In fact, if you’re hustlin’ all the damn time, there’s a good chance you’re doing something wrong.
Life isn’t meant to be that way. Businesses aren’t meant to be ran that way. The beauty of entrepreneurship is that we don’t have to be that way.
We control our schedules. For better or for worse…
I talk to the women I coach about this regularly. It’s great to have goals and to chase after those goals like your life depended on it. But know when to slow down. Remember your self-care. Because we know that women have the tenacity to keep going no matter what.
But here’s the thing… if you don’t take the time to slow down and take care of yourself, it WILL catch up to you.
I was just recently talking about that work-life balance, and like the preachy mom saying, “Do as I say, not as I do”, I wasn’t living up to my own standard. I knew that I wasn’t, but I didn’t give myself time to fully realize it and I didn’t commit to changing it.
I was full of excuses:
- “After this launch…”
- “After I make $XXX…”
- “Once I get caught up on…”
I had good intentions, but I didn’t realize my own limits. I was pushing too hard.
It caught up to me this week, and I ended up in the hospital.
So, here I was being admitted to the hospital for the first time since I had voluntarily given my kidney to someone two years ago. I wasn’t the kind of person who ended up in the hospital. What was going on?
At first arrival to the hospital, they thought I was having a heart attack and they treated it like a heart attack, rushing me in and starting lots of tests and such. I was pretty sure it wasn’t an actual heart attack (my heart has always been healthy) but when the medical experts around you are all a’flutter, it can make you worry a bit, too.

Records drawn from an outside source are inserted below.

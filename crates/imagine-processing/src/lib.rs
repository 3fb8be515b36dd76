//! Imagine Image Processing Library
//!
//! This crate provides the raster image backend and the response relay that
//! buffers an upstream image, applies an operation string and emits the result.

pub mod compression;
pub mod image;
pub mod relay;

// Re-export commonly used types
pub use compression::{ImageEncoder, OutputFormat};
pub use self::image::{
    ImageEffects, ImageFilters, ImageGeometry, ImageOrientation, ImageResize, RasterBackend,
    RasterHandle,
};
pub use relay::{
    Emission, ErrorSignal, RelayError, RelayOutput, RelayState, ResponseRelay,
    DEFAULT_MAX_BUFFER_BYTES,
};
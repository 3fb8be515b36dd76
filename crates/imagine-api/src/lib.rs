//! Imagine API Library
//!
//! This crate provides the HTTP proxy that fetches images from the upstream
//! origin and runs them through the response relay, plus application setup.

mod handlers;
mod middleware;
mod telemetry;

pub mod error;
pub mod setup;
pub mod state;

pub use error::{ErrorResponse, HttpAppError};
pub use state::AppState;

Turns out, that tachycardia was from my congenital heart valve defect and all the coffee I’d been chugging lately because I was trying to do too much. I also had some serious GI issues going on (and possible ulcers) also from the stress (and the coffee).
I was working too hard and my body was screaming at me to stop and take care of it. Now, I was stuck in an uncomfortable hospital bed worrying about my clients, my unanswered emails, all the articles and emails I needed to write, and that big pile of dirty dishes in the kitchen.

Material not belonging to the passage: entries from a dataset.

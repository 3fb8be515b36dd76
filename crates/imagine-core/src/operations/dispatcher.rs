//! Operation dispatcher
//!
//! Runs every grammar rule against an operation string and invokes the
//! matching capabilities on an image handle, in grammar declaration order
//! (not the order operations appear in the path).

use super::grammar::OperationGrammar;
use super::Operation;
use crate::error::OperationError;
use crate::handle::ImageHandle;

/// Applies operation strings to image handles.
#[derive(Debug, Clone, Copy)]
pub struct OperationDispatcher {
    grammar: &'static OperationGrammar,
}

impl Default for OperationDispatcher {
    fn default() -> Self {
        Self::new()
    }
}

impl OperationDispatcher {
    pub fn new() -> Self {
        Self {
            grammar: OperationGrammar::global(),
        }
    }

    /// Parse an operation string into typed operations.
    ///
    /// Every rule is tried; all matches are returned in grammar order. The
    /// first coercion failure aborts parsing.
    pub fn parse(&self, operations: &str) -> Result<Vec<Operation>, OperationError> {
        let mut parsed = Vec::new();

        for rule in self.grammar.rules() {
            if let Some(matched) = rule.matches(operations) {
                parsed.push(rule.coerce(&matched)?);
            }
        }

        Ok(parsed)
    }

    /// Apply an operation string to `handle`.
    ///
    /// The whole string is coerced before the first capability is invoked, so
    /// an invalid argument leaves the handle untouched. Returns the number of
    /// operations applied.
    pub fn apply<H>(&self, operations: &str, handle: &mut H) -> Result<usize, OperationError>
    where
        H: ImageHandle + ?Sized,
    {
        let parsed = self.parse(operations)?;

        for operation in &parsed {
            tracing::debug!(operation = ?operation, "Applying image operation");
            operation.apply_to(handle)?;
        }

        Ok(parsed.len())
    }
}

#[cfg(test)]
mod tests {
    use super::*;
    use crate::error::BackendError;
    use crate::handle::{EncodedImage, HandleResult};
    use crate::operations::{Dimensions, FrameGeometry, Geometry, Gravity, ResizeGeometry};
    use bytes::Bytes;

    /// Records every capability call as a string.
    #[derive(Default)]
    struct RecordingHandle {
        calls: Vec<String>,
        fail_on: Option<&'static str>,
        released: usize,
    }

    impl RecordingHandle {
        fn record(&mut self, call: String) -> HandleResult {
            if let Some(fail) = self.fail_on {
                if call.starts_with(fail) {
                    return Err(BackendError::Decode("forced failure".to_string()));
                }
            }
            self.calls.push(call);
            Ok(())
        }
    }

    impl ImageHandle for RecordingHandle {
        fn antialias(&mut self, enabled: bool) -> HandleResult {
            self.record(format!("antialias({enabled})"))
        }
        fn auto_orient(&mut self) -> HandleResult {
            self.record("auto_orient".into())
        }
        fn backdrop(&mut self) -> HandleResult {
            self.record("backdrop".into())
        }
        fn blur(&mut self, radius: u32) -> HandleResult {
            self.record(format!("blur({radius})"))
        }
        fn border(&mut self, size: Dimensions) -> HandleResult {
            self.record(format!("border({size})"))
        }
        fn border_color(&mut self, color: &str) -> HandleResult {
            self.record(format!("border_color({color})"))
        }
        fn box_color(&mut self, color: &str) -> HandleResult {
            self.record(format!("box_color({color})"))
        }
        fn charcoal(&mut self, factor: u32) -> HandleResult {
            self.record(format!("charcoal({factor})"))
        }
        fn chop(&mut self, region: Geometry) -> HandleResult {
            self.record(format!("chop({region})"))
        }
        fn colors(&mut self, count: u32) -> HandleResult {
            self.record(format!("colors({count})"))
        }
        fn colorspace(&mut self, name: &str) -> HandleResult {
            self.record(format!("colorspace({name})"))
        }
        fn compress(&mut self, kind: &str) -> HandleResult {
            self.record(format!("compress({kind})"))
        }
        fn comment(&mut self, text: &str) -> HandleResult {
            self.record(format!("comment({text})"))
        }
        fn contrast(&mut self, multiplier: i32) -> HandleResult {
            self.record(format!("contrast({multiplier})"))
        }
        fn crop(&mut self, region: Geometry) -> HandleResult {
            self.record(format!("crop({region})"))
        }
        fn dissolve(&mut self, percent: u32) -> HandleResult {
            self.record(format!("dissolve({percent})"))
        }
        fn dither(&mut self, enabled: bool) -> HandleResult {
            self.record(format!("dither({enabled})"))
        }
        fn emboss(&mut self, radius: u32) -> HandleResult {
            self.record(format!("emboss({radius})"))
        }
        fn enhance(&mut self) -> HandleResult {
            self.record("enhance".into())
        }
        fn equalize(&mut self) -> HandleResult {
            self.record("equalize".into())
        }
        fn extent(&mut self, size: Dimensions) -> HandleResult {
            self.record(format!("extent({size})"))
        }
        fn filter(&mut self, name: &str) -> HandleResult {
            self.record(format!("filter({name})"))
        }
        fn flip(&mut self) -> HandleResult {
            self.record("flip".into())
        }
        fn flop(&mut self) -> HandleResult {
            self.record("flop".into())
        }
        fn foreground(&mut self, color: &str) -> HandleResult {
            self.record(format!("foreground({color})"))
        }
        fn frame(&mut self, frame: FrameGeometry) -> HandleResult {
            self.record(format!("frame({frame})"))
        }
        fn gaussian(&mut self, radius: u32, sigma: u32) -> HandleResult {
            self.record(format!("gaussian({radius}, {sigma})"))
        }
        fn gravity(&mut self, gravity: Gravity) -> HandleResult {
            self.record(format!("gravity({gravity})"))
        }
        fn implode(&mut self, factor: u32) -> HandleResult {
            self.record(format!("implode({factor})"))
        }
        fn lower(&mut self, size: Dimensions) -> HandleResult {
            self.record(format!("lower({size})"))
        }
        fn matte_color(&mut self, color: &str) -> HandleResult {
            self.record(format!("matte_color({color})"))
        }
        fn monochrome(&mut self) -> HandleResult {
            self.record("monochrome".into())
        }
        fn negative(&mut self) -> HandleResult {
            self.record("negative".into())
        }
        fn normalize(&mut self) -> HandleResult {
            self.record("normalize".into())
        }
        fn paint(&mut self, radius: u32) -> HandleResult {
            self.record(format!("paint({radius})"))
        }
        fn quality(&mut self, quality: u32) -> HandleResult {
            self.record(format!("quality({quality})"))
        }
        fn resize(&mut self, geometry: &ResizeGeometry) -> HandleResult {
            self.record(format!(
                "resize({}, {}, {:?})",
                geometry.width, geometry.height, geometry.options
            ))
        }
        fn rotate(&mut self, background: &str, degrees: i32) -> HandleResult {
            self.record(format!("rotate({background}, {degrees})"))
        }
        fn scale(&mut self, size: Dimensions) -> HandleResult {
            self.record(format!("scale({size})"))
        }
        fn shadow(&mut self, opacity: u32, sigma: u32) -> HandleResult {
            self.record(format!("shadow({opacity}, {sigma})"))
        }
        fn solarize(&mut self, threshold: u32) -> HandleResult {
            self.record(format!("solarize({threshold})"))
        }
        fn swirl(&mut self, degrees: u32) -> HandleResult {
            self.record(format!("swirl({degrees})"))
        }
        fn threshold(&mut self, threshold: u32) -> HandleResult {
            self.record(format!("threshold({threshold})"))
        }
        fn trim(&mut self) -> HandleResult {
            self.record("trim".into())
        }
        fn to_bytes(&mut self) -> HandleResult<EncodedImage> {
            Ok(EncodedImage {
                data: Bytes::new(),
                content_type: "application/octet-stream".to_string(),
            })
        }
        fn release(&mut self) {
            self.released += 1;
        }
    }

    fn apply(operations: &str) -> (Result<usize, OperationError>, RecordingHandle) {
        let mut handle = RecordingHandle::default();
        let result = OperationDispatcher::new().apply(operations, &mut handle);
        (result, handle)
    }

    #[test]
    fn test_single_operation_invoked_once() {
        let (result, handle) = apply("/resize/200x200");
        assert_eq!(result.unwrap(), 1);
        assert_eq!(handle.calls, vec!["resize(200, 200, None)"]);
    }

    #[test]
    fn test_multiple_operations_follow_grammar_order() {
        let (_, in_order) = apply("/resize/200x200/blur/4");
        let (_, reversed) = apply("/blur/4/resize/200x200");
        assert_eq!(in_order.calls, vec!["blur(4)", "resize(200, 200, None)"]);
        assert_eq!(reversed.calls, in_order.calls);
    }

    #[test]
    fn test_full_pipeline() {
        let (result, handle) = apply("/resize/200x200/blur/4/gravity/center");
        assert_eq!(result.unwrap(), 3);
        assert_eq!(
            handle.calls,
            vec!["blur(4)", "gravity(Center)", "resize(200, 200, None)"]
        );
    }

    #[test]
    fn test_unknown_gravity_defaults_to_northwest() {
        let (result, handle) = apply("/gravity/unknown");
        assert!(result.is_ok());
        assert_eq!(handle.calls, vec!["gravity(NorthWest)"]);
    }

    #[test]
    fn test_antialias_coercion() {
        assert_eq!(apply("/antialias/true").1.calls, vec!["antialias(true)"]);
        assert_eq!(apply("/antialias/false").1.calls, vec!["antialias(false)"]);
        assert_eq!(apply("/antialias/1").1.calls, vec!["antialias(false)"]);
    }

    #[test]
    fn test_invalid_argument_leaves_handle_untouched() {
        let (result, handle) = apply("/blur/4/resize/abcx200");
        assert!(matches!(
            result,
            Err(OperationError::InvalidOperationArgument {
                operation: "resize",
                ..
            })
        ));
        assert!(handle.calls.is_empty());
    }

    #[test]
    fn test_no_recognised_keywords() {
        let (result, handle) = apply("/nothing/here");
        assert_eq!(result.unwrap(), 0);
        assert!(handle.calls.is_empty());
    }

    #[test]
    fn test_sepia_invokes_threshold() {
        let (_, handle) = apply("/sepia/50");
        assert_eq!(handle.calls, vec!["threshold(50)"]);
    }

    #[test]
    fn test_resize_options_passthrough() {
        let (_, handle) = apply("/resize/200x100!");
        assert_eq!(handle.calls, vec!["resize(200, 100, Some(\"!\"))"]);
    }

    #[test]
    fn test_backend_failure_stops_pipeline() {
        let mut handle = RecordingHandle {
            fail_on: Some("gravity"),
            ..Default::default()
        };
        let result = OperationDispatcher::new().apply("/blur/2/gravity/east/trim", &mut handle);
        assert!(matches!(result, Err(OperationError::Backend(_))));
        assert_eq!(handle.calls, vec!["blur(2)"]);
        assert_eq!(handle.released, 0);
    }

    #[test]
    fn test_parse_returns_typed_operations() {
        let ops = OperationDispatcher::new()
            .parse("/flop/crop/10x10+1+2/quality/80")
            .unwrap();
        assert_eq!(
            ops,
            vec![
                Operation::Crop(Geometry::new(10, 10, 1, 2)),
                Operation::Flop,
                Operation::Quality(80),
            ]
        );
    }
}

Hey, on the plus side, at least I matched my hospital gown, right? (I couldn’t have planned for that.)
Thankfully, my heart was fine – except for what we already knew I was born with – and they were able to get me some help for my immediate condition. I left with prescriptions and orders to see my doc, my cardiologist, and a GI doc. But mostly, I left with the realization that I need to slow down.
I need to be aware of my limits.
I need to remember to take care of myself.

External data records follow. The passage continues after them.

//! HTTP error response conversion
//!
//! Handlers return `Result<Response, HttpAppError>`. Anything convertible into
//! `AppError` (relay error signals included) renders with the same status,
//! body shape and log level. Details stay hidden unless the handler marks the
//! error with a non-production config.

use axum::{
    http::StatusCode,
    response::{IntoResponse, Response},
    Json,
};
use imagine_core::{AppError, ErrorMetadata, LogLevel, ProxyConfig};
use imagine_processing::ErrorSignal;
use serde::Serialize;

#[derive(Debug, Serialize)]
pub struct ErrorResponse {
    pub error: String,
    #[serde(skip_serializing_if = "Option::is_none")]
    pub details: Option<String>,
    #[serde(skip_serializing_if = "Option::is_none")]
    pub error_type: Option<String>,
    /// Machine-readable error code for programmatic handling
    pub code: String,
    /// Whether this error is recoverable (can be retried)
    pub recoverable: bool,
    #[serde(skip_serializing_if = "Option::is_none")]
    pub suggested_action: Option<String>,
}

/// Wrapper type for AppError to implement IntoResponse
/// This is necessary because of Rust's orphan rules - we can't implement
/// IntoResponse (external trait) for AppError (external type from imagine-core)
#[derive(Debug)]
pub struct HttpAppError {
    pub error: AppError,
    /// Leave `details` and `error_type` out of the body
    pub hide_details: bool,
}

impl HttpAppError {
    /// Show details only when `config` is not a production deployment.
    pub fn for_config(mut self, config: &ProxyConfig) -> Self {
        self.hide_details = config.is_production();
        self
    }
}

impl From<AppError> for HttpAppError {
    fn from(error: AppError) -> Self {
        HttpAppError {
            error,
            hide_details: true,
        }
    }
}

impl From<anyhow::Error> for HttpAppError {
    fn from(err: anyhow::Error) -> Self {
        HttpAppError::from(AppError::InternalWithSource {
            message: err.to_string(),
            source: err,
        })
    }
}

impl From<ErrorSignal> for HttpAppError {
    fn from(signal: ErrorSignal) -> Self {
        HttpAppError::from(AppError::from(signal.error))
    }
}

fn log_error(error: &AppError) {
    let error_type = error.error_type();
    match error.log_level() {
        LogLevel::Debug => {
            tracing::debug!(error = %error, error_type = error_type, "Error occurred");
        }
        LogLevel::Warn => {
            tracing::warn!(error = %error, error_type = error_type, "Error occurred");
        }
        LogLevel::Error => {
            tracing::error!(error = %error, error_type = error_type, "Error occurred");
        }
    }
}

impl IntoResponse for HttpAppError {
    fn into_response(self) -> Response {
        let app_error = &self.error;

        let status = StatusCode::from_u16(app_error.http_status_code())
            .unwrap_or(StatusCode::INTERNAL_SERVER_ERROR);

        log_error(app_error);

        // Never for sensitive errors
        let show_details = !self.hide_details && !app_error.is_sensitive();
        let body = Json(ErrorResponse {
            error: app_error.client_message(),
            details: show_details.then(|| app_error.to_string()),
            error_type: show_details.then(|| app_error.error_type().to_string()),
            code: app_error.error_code().to_string(),
            recoverable: app_error.is_recoverable(),
            suggested_action: app_error.suggested_action().map(String::from),
        });

        (status, body).into_response()
    }
}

If you don’t slow down, if you don’t take care of yourself, you WILL be forced to eventually. How long you can go depends on the physical condition you’re in as well as other factors such as genetics, your diet and environment, and more, but it will always catch up to you.
It might be catching up to you now and you don’t even realize it. How long have you had that ache in your back anyway?
What about that migraine that never seems to go away?
Finding yourself losing your temper more easily and more often?
Yep. Your body is trying to tell you something.
Stop.
Listen.
Respond.
Don’t wait until you’re in the hospital with a needle in your arm (so sorry Jack and Sally!) to realize you’ve been pushing too hard.
You can’t pour from an empty cup. Trying to push yourself too hard is like speeding when you’re already late. If you have an accident, you certainly won’t get there on time!
It’s SO hard for me to slow down too! I feel like I ALWAYS need to be on the go.
Yes! It’s so easy for it to just become a way of life, even if it’s not good for us.
Sometimes it takes a big event to give us some perspective. I hope you are better now as it must have been pretty scary. I try to keep a good balance but we all get wrapped up into our plans.
Thank you Carolyn, I am feeling better. Still trying to take it easy and do all of my follow-up appointments, but it was a good wake up call. I also have an explanation for some of that little weird stuff that was happening – my body trying to give me warning signs and I just wasn’t listening.
You know I’m loving this post! Thanks for sharing your experience, Lisa. I’m glad you are healthy and I appreciate your reminder to us all!
Thanks Charissa! Really appreciate you stopping by and I am also grateful. Sometimes we all need the reminder.
I relate to this so much, sadly. I’ve been realizing lately that I have 2 speeds: 0 or 100. I just don’t know how to work in moderation and keep a good work/life balance. I have been noticing that it is getting in the way of my other life roles though so I really need to figure it out. You sharing about your hospitalization reminds me of when my mom was hospitalized because of stress-related complications. Thanks for this great reminder!